Despite all of this promise, making these systems quick and reliable enough for real-world use has been difficult. BCIs, in particular, require a large volume of brain data as well as extensive training, calibration, and learning to make sense of their inputs.

When a company is ready to start commercializing a robotic skeleton, robotic arm or speech synthesis system, they should look at this method, because it might help them with accelerating the training and retraining. As for using GAN to improve brain-computer interfaces, I think this is only the beginning.

Laurent Itti

“Getting enough data for the algorithms that power BCIs can be difficult, expensive, or even impossible if paralyzed individuals are not able to produce sufficiently robust brain signals,” said Laurent Itti, a computer science professor and study co-author.

Another obstacle: the technology is user-specific and has to be trained from scratch for each person.

Generating synthetic neurological data

What if you could make synthetic neurological data, which is artificially computer-generated data that can “stand in” for real-world data?

Generative adversarial networks are a type of generative adversarial network. GANs, which are known for producing “deep fakes,” may generate an almost infinite amount of fresh, similar images through a trial-and-error process.

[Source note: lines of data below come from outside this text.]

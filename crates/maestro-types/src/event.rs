//! Execution lifecycle events.
//!
//! `WorkflowEvent` is broadcast to live subscribers through the core's
//! event bus and appended to the repository's event log as `EventRecord`.

use chrono::{DateTime, Utc};
use serde::{Deserialize, Serialize};
use uuid::Uuid;

/// An observable event in the life of a workflow execution.
#[derive(Debug, Clone, Serialize, Deserialize)]
#[serde(tag = "type", rename_all = "snake_case")]
pub enum WorkflowEvent {
    WorkflowStarted {
        execution_id: Uuid,
        workflow_name: String,
    },
    WorkflowCompleted {
        execution_id: Uuid,
        duration_ms: u64,
        steps_completed: u32,
    },
    WorkflowFailed {
        execution_id: Uuid,
        step_key: Option<String>,
        error: String,
    },
    WorkflowPaused {
        execution_id: Uuid,
    },
    WorkflowResumed {
        execution_id: Uuid,
        resume_count: u32,
    },
    WorkflowCancelled {
        execution_id: Uuid,
    },
    StepStarted {
        execution_id: Uuid,
        step_key: String,
        attempt: u32,
    },
    StepCompleted {
        execution_id: Uuid,
        step_key: String,
        duration_ms: u64,
    },
    StepFailed {
        execution_id: Uuid,
        step_key: String,
        error: String,
        will_retry: bool,
    },
    CheckpointCreated {
        execution_id: Uuid,
        checkpoint_id: Uuid,
        label: Option<String>,
    },
    CheckpointsInvalidated {
        execution_id: Uuid,
        reason: String,
        count: u32,
    },
}

impl WorkflowEvent {
    /// The execution this event belongs to.
    pub fn execution_id(&self) -> Uuid {
        match self {
            WorkflowEvent::WorkflowStarted { execution_id, .. }
            | WorkflowEvent::WorkflowCompleted { execution_id, .. }
            | WorkflowEvent::WorkflowFailed { execution_id, .. }
            | WorkflowEvent::WorkflowPaused { execution_id }
            | WorkflowEvent::WorkflowResumed { execution_id, .. }
            | WorkflowEvent::WorkflowCancelled { execution_id }
            | WorkflowEvent::StepStarted { execution_id, .. }
            | WorkflowEvent::StepCompleted { execution_id, .. }
            | WorkflowEvent::StepFailed { execution_id, .. }
            | WorkflowEvent::CheckpointCreated { execution_id, .. }
            | WorkflowEvent::CheckpointsInvalidated { execution_id, .. } => *execution_id,
        }
    }
}

/// A row in the append-only event log.
#[derive(Debug, Clone, Serialize, Deserialize)]
pub struct EventRecord {
    /// UUIDv7 record ID (time-sortable).
    pub id: Uuid,
    /// Execution the event belongs to (denormalized for querying).
    pub execution_id: Uuid,
    /// The event payload.
    pub event: WorkflowEvent,
    /// When the event was recorded.
    pub recorded_at: DateTime<Utc>,
}

impl EventRecord {
    /// Wrap an event in a new log record stamped now.
    pub fn new(event: WorkflowEvent) -> Self {
        Self {
            id: Uuid::now_v7(),
            execution_id: event.execution_id(),
            event,
            recorded_at: Utc::now(),
        }
    }
}
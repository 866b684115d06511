//! Orchestrator configuration.
//!
//! `OrchestratorConfig` represents the `config.toml` knobs that tune retry
//! backoff, in-level fan-out, and checkpoint retention. All fields have
//! sensible defaults so an empty file (or no file) is a valid configuration.

use serde::{Deserialize, Serialize};

/// Tunable settings for the workflow orchestrator.
#[derive(Debug, Clone, Serialize, Deserialize)]
pub struct OrchestratorConfig {
    /// Base delay for retry backoff, in milliseconds.
    #[serde(default = "default_retry_base_delay_ms")]
    pub retry_base_delay_ms: u64,

    /// Ceiling on any single retry delay, in milliseconds.
    #[serde(default = "default_retry_max_delay_ms")]
    pub retry_max_delay_ms: u64,

    /// Maximum number of steps dispatched concurrently within one level.
    /// `None` starts every step in the level at once.
    #[serde(default)]
    pub level_fan_out: Option<usize>,

    /// How many checkpoints to retain per execution after completion.
    #[serde(default = "default_checkpoint_keep_latest")]
    pub checkpoint_keep_latest: usize,
}

fn default_retry_base_delay_ms() -> u64 {
    1_000
}

fn default_retry_max_delay_ms() -> u64 {
    60_000
}

fn default_checkpoint_keep_latest() -> usize {
    5
}

impl Default for OrchestratorConfig {
    fn default() -> Self {
        Self {
            retry_base_delay_ms: default_retry_base_delay_ms(),
            retry_max_delay_ms: default_retry_max_delay_ms(),
            level_fan_out: None,
            checkpoint_keep_latest: default_checkpoint_keep_latest(),
        }
    }
}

Shixian Wen, a Ph.D. student advised by Itti, wondered if GANs could also be used to generate training data for BCIs by generating synthetic neurological data that was indistinguishable from real data.

The researchers used one session of data recorded from a monkey reaching for an object to train a deep-learning spike synthesizer in an experiment reported in the publication. The synthesizer was then used to generate vast volumes of identical, albeit fictitious brain data.

To train a BCI, the researchers blended the synthesized data with modest quantities of additional real data from the same monkey on a different day or from a different animal. This procedure was far faster than the current standard approaches in getting the system up and operating.

The researchers discovered that using GAN-synthesized neural data increased the total training pace of a BCI by up to 20 times.

“Less than a minute’s worth of real data combined with the synthetic data works as well as 20 minutes of real data,” said Wen.

“It is the first time we’ve seen AI generate the recipe for thought or movement via the creation of synthetic spike trains. This research is a critical step towards making BCIs more suitable for real-world use.”

Furthermore, utilizing minimum additional brain data, the system quickly responded to new sessions, or subjects, following training on one experimental session.

“That’s the big innovation here creating fake spike trains that look just like they come from this person as they imagine doing different motions, then also using this data to assist with learning on the next person,” said Itti.

Beyond BCIs, GAN-generated synthetic data has the potential to speed up training and improve performance in other data-hungry fields of artificial intelligence.

“When a company is ready to start commercializing a robotic skeleton, robotic arm or speech synthesis system, they should look at this method, because it might help them with accelerating the training and retraining,” said Itti. “As for using GAN to improve brain-computer interfaces, I think this is only the beginning.”